Work task: What lines in the data hold the string "progress"? Show them.

Data for review:
=== Section Start ===

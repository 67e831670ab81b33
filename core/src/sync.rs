//! Synchronization between the view model and the remote collection.
//!
//! # Design
//! Every mutation is a single HTTP call followed by a full re-fetch of the
//! collection; the view never patches its cache from a mutation response.
//! Failures are recorded on the view and logged, then dropped: nothing is
//! retried and a failed mutation does not trigger a re-fetch.

use tracing::{debug, info, warn};

use crate::client::TaskClient;
use crate::error::ApiError;
use crate::http::Transport;
use crate::types::NewTask;
use crate::view::TaskListView;

/// A user-level action handed from the front end to `TaskSync::apply`.
#[derive(Debug, Clone, PartialEq, Eq)]
pub enum Intent {
    Refresh,
    /// Create a task from the view's input text.
    Add,
    Toggle(String),
    /// Confirm the view's rename in progress.
    CommitEdit,
    Delete(String),
}

pub struct TaskSync<T> {
    client: TaskClient,
    transport: T,
}

impl<T: Transport> TaskSync<T> {
    pub fn new(client: TaskClient, transport: T) -> Self {
        Self { client, transport }
    }

    pub fn client(&self) -> &TaskClient {
        &self.client
    }

    pub fn apply(&self, intent: Intent, view: &mut TaskListView) {
        match intent {
            Intent::Refresh => self.refresh(view),
            Intent::Add => self.add(view),
            Intent::Toggle(id) => self.toggle(view, &id),
            Intent::CommitEdit => self.commit_edit(view),
            Intent::Delete(id) => self.delete(view, &id),
        }
    }

    /// Replace the view's cache with the server's current collection.
    pub fn refresh(&self, view: &mut TaskListView) {
        let result = self
            .transport
            .execute(self.client.build_list_tasks())
            .and_then(|response| self.client.parse_list_tasks(response));
        match result {
            Ok(tasks) => {
                debug!(count = tasks.len(), "fetched task collection");
                view.replace_tasks(tasks);
            }
            Err(err) => {
                warn!(error = %err, "failed to fetch task collection");
                view.fail(err.to_string());
            }
        }
    }

    /// Create a task from the input text. Blank input sends nothing.
    pub fn add(&self, view: &mut TaskListView) {
        let Some(title) = view.take_new_title() else {
            debug!("ignoring blank new task");
            return;
        };
        let result = self
            .client
            .build_create_task(&NewTask::new(title))
            .and_then(|request| self.transport.execute(request))
            .and_then(|response| self.client.parse_create_task(response));
        self.finish("add", result.map(|task| task.id), view);
    }

    pub fn toggle(&self, view: &mut TaskListView, id: &str) {
        let Some(task) = view.find(id) else {
            debug!(id, "toggle on a task missing from the cache");
            return;
        };
        let toggled = task.toggled();
        let result = self
            .client
            .build_update_task(&toggled)
            .and_then(|request| self.transport.execute(request))
            .and_then(|response| self.client.parse_update_task(response));
        self.finish("toggle", result.map(|task| task.id), view);
    }

    /// Resend the task for `id` with `title`. Blank titles send nothing.
    pub fn rename(&self, view: &mut TaskListView, id: &str, title: &str) {
        if title.trim().is_empty() {
            debug!(id, "ignoring blank rename");
            return;
        }
        let Some(task) = view.find(id) else {
            debug!(id, "rename on a task missing from the cache");
            return;
        };
        let renamed = task.renamed(title);
        let result = self
            .client
            .build_update_task(&renamed)
            .and_then(|request| self.transport.execute(request))
            .and_then(|response| self.client.parse_update_task(response));
        self.finish("rename", result.map(|task| task.id), view);
    }

    /// Send the view's rename in progress, if it has a non-blank draft.
    pub fn commit_edit(&self, view: &mut TaskListView) {
        if let Some((id, title)) = view.commit_edit() {
            self.rename(view, &id, &title);
        }
    }

    pub fn delete(&self, view: &mut TaskListView, id: &str) {
        let result = self
            .transport
            .execute(self.client.build_delete_task(id))
            .and_then(|response| self.client.parse_delete_task(response));
        self.finish("delete", result.map(|()| id.to_string()), view);
    }

    fn finish(&self, action: &str, result: Result<String, ApiError>, view: &mut TaskListView) {
        match result {
            Ok(id) => {
                info!(action, id = %id, "task mutation succeeded");
                self.refresh(view);
            }
            Err(err) => {
                warn!(action, error = %err, "task mutation failed");
                view.fail(err.to_string());
            }
        }
    }
}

=== Section End ===

Finished task:
    /// Confirm the view's rename in progress.
    /// Send the view's rename in progress, if it has a non-blank draft.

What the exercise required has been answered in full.